**Records provided:**
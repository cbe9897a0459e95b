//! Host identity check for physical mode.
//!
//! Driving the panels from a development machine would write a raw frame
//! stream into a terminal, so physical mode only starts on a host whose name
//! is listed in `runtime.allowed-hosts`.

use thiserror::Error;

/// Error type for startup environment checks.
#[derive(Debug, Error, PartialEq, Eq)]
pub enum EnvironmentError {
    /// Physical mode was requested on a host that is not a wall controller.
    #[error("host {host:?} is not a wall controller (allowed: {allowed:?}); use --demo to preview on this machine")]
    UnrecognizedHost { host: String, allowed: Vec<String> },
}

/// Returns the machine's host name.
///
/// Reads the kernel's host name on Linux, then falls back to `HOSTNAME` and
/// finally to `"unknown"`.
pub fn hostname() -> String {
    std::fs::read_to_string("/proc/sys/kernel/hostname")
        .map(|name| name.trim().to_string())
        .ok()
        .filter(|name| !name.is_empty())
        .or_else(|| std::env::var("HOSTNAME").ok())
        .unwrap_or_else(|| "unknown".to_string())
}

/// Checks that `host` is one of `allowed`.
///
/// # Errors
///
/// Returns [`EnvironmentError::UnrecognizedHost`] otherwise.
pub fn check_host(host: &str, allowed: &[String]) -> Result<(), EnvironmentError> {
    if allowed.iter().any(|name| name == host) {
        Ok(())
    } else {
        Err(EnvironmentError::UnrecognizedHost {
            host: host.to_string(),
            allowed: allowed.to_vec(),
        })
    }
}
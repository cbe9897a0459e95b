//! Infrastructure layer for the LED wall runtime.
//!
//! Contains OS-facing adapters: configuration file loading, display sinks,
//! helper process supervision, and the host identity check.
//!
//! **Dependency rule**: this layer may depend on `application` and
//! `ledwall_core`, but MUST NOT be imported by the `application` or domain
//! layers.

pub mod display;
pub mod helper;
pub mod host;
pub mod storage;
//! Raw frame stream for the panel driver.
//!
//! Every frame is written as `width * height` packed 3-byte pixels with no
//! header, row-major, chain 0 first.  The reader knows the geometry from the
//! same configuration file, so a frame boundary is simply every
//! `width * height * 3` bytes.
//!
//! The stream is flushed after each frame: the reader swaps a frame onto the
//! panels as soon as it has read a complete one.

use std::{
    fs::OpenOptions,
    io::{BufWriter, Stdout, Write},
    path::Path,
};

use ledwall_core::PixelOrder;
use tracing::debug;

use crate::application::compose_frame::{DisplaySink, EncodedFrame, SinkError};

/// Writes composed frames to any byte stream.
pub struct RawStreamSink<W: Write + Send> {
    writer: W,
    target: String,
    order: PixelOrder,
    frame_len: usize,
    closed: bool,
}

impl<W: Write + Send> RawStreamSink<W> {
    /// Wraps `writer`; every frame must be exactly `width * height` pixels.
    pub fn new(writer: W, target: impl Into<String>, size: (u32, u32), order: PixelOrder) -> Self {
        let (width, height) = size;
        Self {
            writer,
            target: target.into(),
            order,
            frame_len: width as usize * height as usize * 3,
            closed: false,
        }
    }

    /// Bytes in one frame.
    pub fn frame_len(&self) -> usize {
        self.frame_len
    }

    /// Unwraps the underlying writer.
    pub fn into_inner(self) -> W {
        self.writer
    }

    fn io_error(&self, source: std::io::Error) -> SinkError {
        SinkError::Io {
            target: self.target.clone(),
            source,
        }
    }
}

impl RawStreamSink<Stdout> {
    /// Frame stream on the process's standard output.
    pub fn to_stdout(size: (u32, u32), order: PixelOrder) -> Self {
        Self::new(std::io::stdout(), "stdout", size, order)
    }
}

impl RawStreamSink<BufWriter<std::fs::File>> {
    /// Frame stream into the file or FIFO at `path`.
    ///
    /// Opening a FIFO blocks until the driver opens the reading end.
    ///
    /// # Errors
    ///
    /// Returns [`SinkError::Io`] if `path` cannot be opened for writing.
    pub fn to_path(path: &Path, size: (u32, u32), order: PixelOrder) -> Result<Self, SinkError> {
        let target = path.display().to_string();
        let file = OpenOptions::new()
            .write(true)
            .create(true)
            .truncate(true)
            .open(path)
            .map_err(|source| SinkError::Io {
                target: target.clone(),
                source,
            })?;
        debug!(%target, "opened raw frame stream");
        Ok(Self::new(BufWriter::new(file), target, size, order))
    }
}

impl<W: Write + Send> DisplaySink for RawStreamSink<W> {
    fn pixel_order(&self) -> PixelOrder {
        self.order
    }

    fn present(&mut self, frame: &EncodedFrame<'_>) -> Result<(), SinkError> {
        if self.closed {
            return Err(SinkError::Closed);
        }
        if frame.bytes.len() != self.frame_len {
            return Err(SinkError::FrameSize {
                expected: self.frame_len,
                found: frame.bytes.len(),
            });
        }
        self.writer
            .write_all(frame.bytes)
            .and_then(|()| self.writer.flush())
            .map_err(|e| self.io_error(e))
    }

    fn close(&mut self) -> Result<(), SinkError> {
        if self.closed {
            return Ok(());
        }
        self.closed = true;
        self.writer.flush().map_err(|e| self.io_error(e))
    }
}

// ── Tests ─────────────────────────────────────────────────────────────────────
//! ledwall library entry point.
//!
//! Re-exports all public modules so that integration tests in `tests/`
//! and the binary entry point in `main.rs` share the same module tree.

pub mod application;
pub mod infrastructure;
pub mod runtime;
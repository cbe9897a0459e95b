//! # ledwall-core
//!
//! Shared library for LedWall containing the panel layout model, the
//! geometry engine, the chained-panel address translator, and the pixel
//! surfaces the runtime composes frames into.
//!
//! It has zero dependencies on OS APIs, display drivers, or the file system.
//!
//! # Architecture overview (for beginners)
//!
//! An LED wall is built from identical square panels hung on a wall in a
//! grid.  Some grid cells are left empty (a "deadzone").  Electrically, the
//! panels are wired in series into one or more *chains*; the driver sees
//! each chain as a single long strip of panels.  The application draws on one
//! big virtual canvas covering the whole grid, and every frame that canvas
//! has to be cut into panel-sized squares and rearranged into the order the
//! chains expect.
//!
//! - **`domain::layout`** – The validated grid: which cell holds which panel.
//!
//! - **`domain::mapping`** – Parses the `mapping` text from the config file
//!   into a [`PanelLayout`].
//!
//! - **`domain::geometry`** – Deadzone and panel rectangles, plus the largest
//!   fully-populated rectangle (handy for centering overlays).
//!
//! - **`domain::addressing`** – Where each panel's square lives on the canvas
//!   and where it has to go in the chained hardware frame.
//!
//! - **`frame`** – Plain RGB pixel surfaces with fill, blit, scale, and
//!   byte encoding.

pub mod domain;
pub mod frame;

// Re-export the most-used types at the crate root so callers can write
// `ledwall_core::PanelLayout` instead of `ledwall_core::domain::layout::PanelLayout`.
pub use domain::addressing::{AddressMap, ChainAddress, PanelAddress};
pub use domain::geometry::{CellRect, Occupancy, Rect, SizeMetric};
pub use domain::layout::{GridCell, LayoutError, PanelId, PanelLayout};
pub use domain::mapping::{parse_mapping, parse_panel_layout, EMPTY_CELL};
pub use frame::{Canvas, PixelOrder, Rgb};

**Work instruction:**
Whenever the string "SinkError" shows up in a line of the entries, copy that line.

**Solution:**
use crate::application::compose_frame::{DisplaySink, EncodedFrame, SinkError};
    fn io_error(&self, source: std::io::Error) -> SinkError {
        SinkError::Io {
    /// Returns [`SinkError::Io`] if `path` cannot be opened for writing.
    pub fn to_path(path: &Path, size: (u32, u32), order: PixelOrder) -> Result<Self, SinkError> {
            .map_err(|source| SinkError::Io {
    fn present(&mut self, frame: &EncodedFrame<'_>) -> Result<(), SinkError> {
            return Err(SinkError::Closed);
            return Err(SinkError::FrameSize {
    fn close(&mut self) -> Result<(), SinkError> {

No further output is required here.